Dans le cadre des Rencontres-i 2011 [-i pour "imaginaire"], biennale Arts-Sciences de Meylan-Grenoble, se tenait à Minatec une conférence forum de partage et de réflexion autour des grands enjeux de l'innovation.
Cette rencontre annuelle "mobilise, autour de représentants majeurs de l'innovation industrielle, des étudiants, des ingénieurs, des chercheurs en sciences humaines, économique et sociales, mais aussi des collectivités territoriales, des urbanistes, des professionnels du marketing, des designers, des philosophes, des artistes, et plus généralement des citoyens".
De fait, étaient rassemblés, pour une table ronde, entre autres Théodore Zeldin, historien et sociologue britannique, Étienne Klein, physicien et philosophe, Jean Therme, directeur des nouvelles technologies au CEA de Grenoble, Luc Jacquet, réalisateur de La marche de l'empereur... Manquait Jacques Attali, annoncé, mais en voyage en Inde...
Je n'entends pas fournir ici un compte-rendu de ces échanges mais seulement rapporter quelques propos que j'ai retenus qui, d'accord ou pas, méritent d'être partagés.

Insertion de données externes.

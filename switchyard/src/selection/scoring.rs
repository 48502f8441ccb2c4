//
// Copyright 2026 Hans W. Uhlig. All Rights Reserved.
//
// Licensed under the Apache License, Version 2.0 (the "License");
// you may not use this file except in compliance with the License.
// You may obtain a copy of the License at
//
//      http://www.apache.org/licenses/LICENSE-2.0
//
// Unless required by applicable law or agreed to in writing, software
// distributed under the License is distributed on an "AS IS" BASIS,
// WITHOUT WARRANTIES OR CONDITIONS OF ANY KIND, either express or implied.
// See the License for the specific language governing permissions and
// limitations under the License.
//


//! Weighted capability scoring.

use crate::registry::{RegistryError, TransportInfo};
use crate::selection::{Requirements, TransportSelector};
use async_trait::async_trait;
#[cfg(feature = "tracing")]
use tracing::trace;

/// Weights used by [`CapabilitySelector`].
///
/// Bonuses are added when a required capability is present; penalties are
/// subtracted when it is absent. Capabilities the caller did not ask for
/// contribute nothing.
///
/// # Examples
///
/// ```rust
/// use switchyard::selection::ScoringWeights;
///
/// // Default weights
/// let weights = ScoringWeights::default();
/// assert_eq!(weights.priority_multiplier, 10);
///
/// // Favour reconnection more heavily
/// let weights = ScoringWeights {
///     reconnection_bonus: 40,
///     ..Default::default()
/// };
/// ```
#[derive(Debug, Clone, PartialEq, Eq)]
#[cfg_attr(feature = "serde", derive(serde::Serialize, serde::Deserialize))]
#[cfg_attr(feature = "serde", serde(default))]
pub struct ScoringWeights {
    /// Multiplier applied to the transport's priority to form the base score.
    ///
    /// Default: 10
    pub priority_multiplier: i64,

    /// Default: 20
    pub streaming_bonus: i64,
    /// Default: 20
    pub bidirectional_bonus: i64,
    /// Default: 15
    pub compression_bonus: i64,
    /// Default: 15
    pub multiplexing_bonus: i64,
    /// Default: 10
    pub reconnection_bonus: i64,
    /// Added once per required security feature the transport supports.
    ///
    /// Default: 5
    pub security_bonus: i64,

    /// Default: 100
    pub streaming_penalty: i64,
    /// Default: 100
    pub bidirectional_penalty: i64,
    /// Default: 50
    pub compression_penalty: i64,
    /// Default: 50
    pub multiplexing_penalty: i64,
    /// Default: 30
    pub reconnection_penalty: i64,

    /// Score a transport must strictly exceed to be chosen.
    ///
    /// Default: 0
    pub baseline: i64,
}

impl Default for ScoringWeights {
    fn default() -> Self {
        Self {
            priority_multiplier: 10,
            streaming_bonus: 20,
            bidirectional_bonus: 20,
            compression_bonus: 15,
            multiplexing_bonus: 15,
            reconnection_bonus: 10,
            security_bonus: 5,
            streaming_penalty: 100,
            bidirectional_penalty: 100,
            compression_penalty: 50,
            multiplexing_penalty: 50,
            reconnection_penalty: 30,
            baseline: 0,
        }
    }
}

/// Selects the transport with the highest capability score.
///
/// Unlike the registry's default first-match fallback, this selector ranks
/// every candidate. The score starts at `priority * priority_multiplier`
/// and is adjusted per requirement according to [`ScoringWeights`]. The
/// strictly highest score wins, ties going to the earlier candidate, and a
/// winner must score above `baseline`. When no candidate clears the baseline
/// the selector declines with [`RegistryError::NoSuitableTransport`].
///
/// # Examples
///
/// ```rust
/// use switchyard::capabilities::Capabilities;
/// use switchyard::registry::TransportInfo;
/// use switchyard::selection::{CapabilitySelector, Requirements};
///
/// let selector = CapabilitySelector::new();
/// let requirements = Requirements::builder().streaming(true).build();
///
/// let sse = TransportInfo::new("sse", 1, Capabilities::new().with_streaming(true));
/// let poll = TransportInfo::new("http-poll", 5, Capabilities::new());
///
/// assert_eq!(selector.score(&sse, &requirements), 30);
/// assert_eq!(selector.score(&poll, &requirements), -50);
/// ```
#[derive(Debug, Clone, Default)]
pub struct CapabilitySelector {
    weights: ScoringWeights,
}

impl CapabilitySelector {
    /// Create a selector with the default weights.
    pub fn new() -> Self {
        Self::default()
    }

    /// Create a selector with custom weights.
    pub fn with_weights(weights: ScoringWeights) -> Self {
        Self { weights }
    }

    /// Get the weights in use.
    pub fn weights(&self) -> &ScoringWeights {
        &self.weights
    }

    /// Score one transport against the requirements.
    ///
    /// Arithmetic saturates, so extreme weights clamp at the `i64` bounds
    /// instead of overflowing.
    pub fn score(&self, info: &TransportInfo, requirements: &Requirements) -> i64 {
        let caps = &info.capabilities;
        let w = &self.weights;

        let mut score = i64::from(info.priority).saturating_mul(w.priority_multiplier);
        score = score.saturating_add(adjust(
            requirements.streaming,
            caps.streaming,
            w.streaming_bonus,
            w.streaming_penalty,
        ));
        score = score.saturating_add(adjust(
            requirements.bidirectional,
            caps.bidirectional,
            w.bidirectional_bonus,
            w.bidirectional_penalty,
        ));
        score = score.saturating_add(adjust(
            requirements.compression,
            !caps.compression.is_empty(),
            w.compression_bonus,
            w.compression_penalty,
        ));
        score = score.saturating_add(adjust(
            requirements.multiplexing,
            caps.multiplexing,
            w.multiplexing_bonus,
            w.multiplexing_penalty,
        ));
        score = score.saturating_add(adjust(
            requirements.reconnection,
            caps.reconnection,
            w.reconnection_bonus,
            w.reconnection_penalty,
        ));

        let matched = requirements
            .security
            .iter()
            .filter(|feature| caps.security.contains(*feature))
            .count() as i64;
        score.saturating_add(matched.saturating_mul(w.security_bonus))
    }
}

fn adjust(required: bool, supported: bool, bonus: i64, penalty: i64) -> i64 {
    match (required, supported) {
        (true, true) => bonus,
        (true, false) => penalty.saturating_neg(),
        (false, _) => 0,
    }
}

#[async_trait]
impl TransportSelector for CapabilitySelector {
    async fn select(
        &self,
        requirements: &Requirements,
        available: &[TransportInfo],
    ) -> Result<String, RegistryError> {
        if available.is_empty() {
            return Err(RegistryError::no_suitable_transport(
                "no transports to score",
            ));
        }

        let mut best: Option<&TransportInfo> = None;
        let mut best_score = self.weights.baseline;

        for info in available {
            let score = self.score(info, requirements);
            #[cfg(feature = "tracing")]
            trace!(transport = %info.name, score, "scored transport");

            if score > best_score {
                best_score = score;
                best = Some(info);
            }
        }

        best.map(|info| info.name.clone()).ok_or_else(|| {
            RegistryError::no_suitable_transport(format!(
                "no transport scored above {}",
                self.weights.baseline
            ))
        })
    }

    fn name(&self) -> &str {
        "CapabilitySelector"
    }
}

#[cfg(test)]
mod tests {
    use super::*;
    use crate::capabilities::{Capabilities, CompressionType, SecurityFeature};

    fn info(name: &str, priority: i32, capabilities: Capabilities) -> TransportInfo {
        TransportInfo::new(name, priority, capabilities)
    }

    #[test]
    fn test_default_weights() {
        let weights = ScoringWeights::default();
        assert_eq!(weights.streaming_bonus, 20);
        assert_eq!(weights.bidirectional_bonus, 20);
        assert_eq!(weights.compression_bonus, 15);
        assert_eq!(weights.multiplexing_bonus, 15);
        assert_eq!(weights.reconnection_bonus, 10);
        assert_eq!(weights.security_bonus, 5);
        assert_eq!(weights.streaming_penalty, 100);
        assert_eq!(weights.bidirectional_penalty, 100);
        assert_eq!(weights.compression_penalty, 50);
        assert_eq!(weights.multiplexing_penalty, 50);
        assert_eq!(weights.reconnection_penalty, 30);
        assert_eq!(weights.baseline, 0);
    }

    #[test]
    fn test_base_score_is_priority_times_ten() {
        let selector = CapabilitySelector::new();
        let requirements = Requirements::default();

        assert_eq!(selector.score(&info("a", 7, Capabilities::new()), &requirements), 70);
        assert_eq!(selector.score(&info("b", -2, Capabilities::new()), &requirements), -20);
    }

    #[test]
    fn test_bonuses_for_every_satisfied_requirement() {
        let selector = CapabilitySelector::new();
        let requirements = Requirements::builder()
            .streaming(true)
            .bidirectional(true)
            .compression(true)
            .multiplexing(true)
            .reconnection(true)
            .security(SecurityFeature::Tls)
            .security(SecurityFeature::Jwt)
            .build();
        let caps = Capabilities::new()
            .with_streaming(true)
            .with_bidirectional(true)
            .with_compression(CompressionType::Zstd)
            .with_multiplexing(true)
            .with_reconnection(true)
            .with_security(SecurityFeature::Tls)
            .with_security(SecurityFeature::Jwt);

        // 20 + 20 + 15 + 15 + 10 + 2 * 5
        assert_eq!(selector.score(&info("full", 0, caps), &requirements), 90);
    }

    #[test]
    fn test_penalties_for_every_missing_requirement() {
        let selector = CapabilitySelector::new();
        let requirements = Requirements::builder()
            .streaming(true)
            .bidirectional(true)
            .compression(true)
            .multiplexing(true)
            .reconnection(true)
            .security(SecurityFeature::Tls)
            .build();

        // -100 - 100 - 50 - 50 - 30, missing security costs nothing
        assert_eq!(
            selector.score(&info("bare", 0, Capabilities::new()), &requirements),
            -330
        );
    }

    #[test]
    fn test_unrequested_capabilities_score_nothing() {
        let selector = CapabilitySelector::new();
        let caps = Capabilities::new()
            .with_streaming(true)
            .with_multiplexing(true)
            .with_security(SecurityFeature::Mtls);

        assert_eq!(
            selector.score(&info("ws", 1, caps), &Requirements::default()),
            10
        );
    }

    #[tokio::test]
    async fn test_highest_score_wins() {
        let selector = CapabilitySelector::new();
        let requirements = Requirements::builder().streaming(true).build();
        let available = vec![
            info("poll", 10, Capabilities::new()),
            info("sse", 5, Capabilities::new().with_streaming(true)),
        ];

        // poll: 100 - 100 = 0, sse: 50 + 20 = 70
        let name = selector.select(&requirements, &available).await.unwrap();
        assert_eq!(name, "sse");
    }

    #[tokio::test]
    async fn test_tie_goes_to_first_candidate() {
        let selector = CapabilitySelector::new();
        let available = vec![
            info("first", 3, Capabilities::new()),
            info("second", 3, Capabilities::new()),
        ];

        let name = selector
            .select(&Requirements::default(), &available)
            .await
            .unwrap();
        assert_eq!(name, "first");
    }

    #[tokio::test]
    async fn test_empty_snapshot_fails() {
        let selector = CapabilitySelector::new();
        let error = selector
            .select(&Requirements::default(), &[])
            .await
            .unwrap_err();
        assert!(error.is_no_suitable_transport());
    }

    #[tokio::test]
    async fn test_nothing_above_baseline_fails() {
        let selector = CapabilitySelector::new();
        let requirements = Requirements::builder().bidirectional(true).build();
        let available = vec![
            info("zero", 0, Capabilities::new().with_bidirectional(false)),
            info("negative", 5, Capabilities::new()),
        ];

        // zero: -100, negative: 50 - 100 = -50
        let error = selector.select(&requirements, &available).await.unwrap_err();
        assert!(error.is_no_suitable_transport());
    }

    #[tokio::test]
    async fn test_zero_score_does_not_win() {
        let selector = CapabilitySelector::new();
        let available = vec![info("idle", 0, Capabilities::new())];

        let result = selector.select(&Requirements::default(), &available).await;
        assert!(result.is_err());
    }

    #[tokio::test]
    async fn test_custom_baseline_allows_negative_winner() {
        let selector = CapabilitySelector::with_weights(ScoringWeights {
            baseline: i64::MIN,
            ..Default::default()
        });
        let requirements = Requirements::builder().streaming(true).build();
        let available = vec![
            info("a", 0, Capabilities::new()),
            info("b", 1, Capabilities::new()),
        ];

        let name = selector.select(&requirements, &available).await.unwrap();
        assert_eq!(name, "b");
    }

    #[test]
    fn test_extreme_priority_does_not_overflow() {
        let selector = CapabilitySelector::new();
        let score = selector.score(&info("max", i32::MAX, Capabilities::new()), &Requirements::default());
        assert_eq!(score, i64::from(i32::MAX) * 10);
    }

    #[test]
    fn test_extreme_weights_saturate() {
        let requirements = Requirements::builder()
            .streaming(true)
            .security(SecurityFeature::Tls)
            .build();
        let streaming = Capabilities::new()
            .with_streaming(true)
            .with_security(SecurityFeature::Tls);

        let selector = CapabilitySelector::with_weights(ScoringWeights {
            priority_multiplier: i64::MAX,
            streaming_bonus: i64::MAX,
            security_bonus: i64::MAX,
            ..Default::default()
        });
        assert_eq!(selector.score(&info("max", 2, streaming), &requirements), i64::MAX);

        let selector = CapabilitySelector::with_weights(ScoringWeights {
            priority_multiplier: i64::MAX,
            streaming_penalty: i64::MIN,
            ..Default::default()
        });
        assert_eq!(
            selector.score(&info("neg", -2, Capabilities::new()), &requirements),
            i64::MIN.saturating_add(i64::MAX)
        );
    }

    #[cfg(feature = "serde")]
    #[tokio::test]
    async fn test_weights_from_json_with_minimum_penalty() {
        let weights: ScoringWeights =
            serde_json::from_str(r#"{"streaming_penalty": -9223372036854775808}"#).unwrap();
        assert_eq!(weights.streaming_penalty, i64::MIN);
        assert_eq!(weights.streaming_bonus, 20);

        let selector = CapabilitySelector::with_weights(weights);
        let requirements = Requirements::builder().streaming(true).build();
        let available = vec![
            info("plain", 1, Capabilities::new()),
            info("stream", 1, Capabilities::new().with_streaming(true)),
        ];

        // Negating the minimum penalty saturates to i64::MAX rather than panicking.
        assert_eq!(selector.score(&available[0], &requirements), i64::MAX);
        let name = selector.select(&requirements, &available).await.unwrap();
        assert_eq!(name, "plain");
    }

    #[test]
    fn test_name() {
        assert_eq!(CapabilitySelector::new().name(), "CapabilitySelector");
    }
}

D'où ce billet.
Le thème de la table ronde était : "La narration comme projet dans une société post-énergies fossiles".
L'énoncé du thème, tel quel, est quelque peu abscons. Mais on comprendra, au cours des échanges, quelques aspects de l'énoncé :
1) La société "post-énergies fossiles" : c'est la société de demain, celle vers laquelle, de fait, nous allons.
Le constat, exposé par Jean Therme, est implacable :
- de l'antiquité jusqu'à la fin du 19ième siècle, les hommes ont consommé très peu d'énergie ;
- tout change avec l'invention de la machine à vapeur : l'énergie de l'homme est démultipliée par le charbon ;
- à partir de 1950 le pétrole ["la plus belle association de malfaiteurs de la terre"] supplée le charbon : en quelques décennies on a consommé 80% de l'énergie fossile.
Qu'on le veuille ou non, la société de demain sera une société "post-énergies fossiles".
Quelles solutions ? Pour J.T. une seule [opinion pas partagée par tous les intervenants] : on a du charbon pour 200 ans ; la vraie problématique, c'est de trouver une solution pour le charbon "propre"...
Étienne Klein : On fait beaucoup de recherches, il y a beaucoup de travaux pour... ne pas croire ce que nous savons ! Cela s'étend à toutes les modifications importantes de la société. Par exemple le pétrole : il a complètement "colonisé" nos imaginaires.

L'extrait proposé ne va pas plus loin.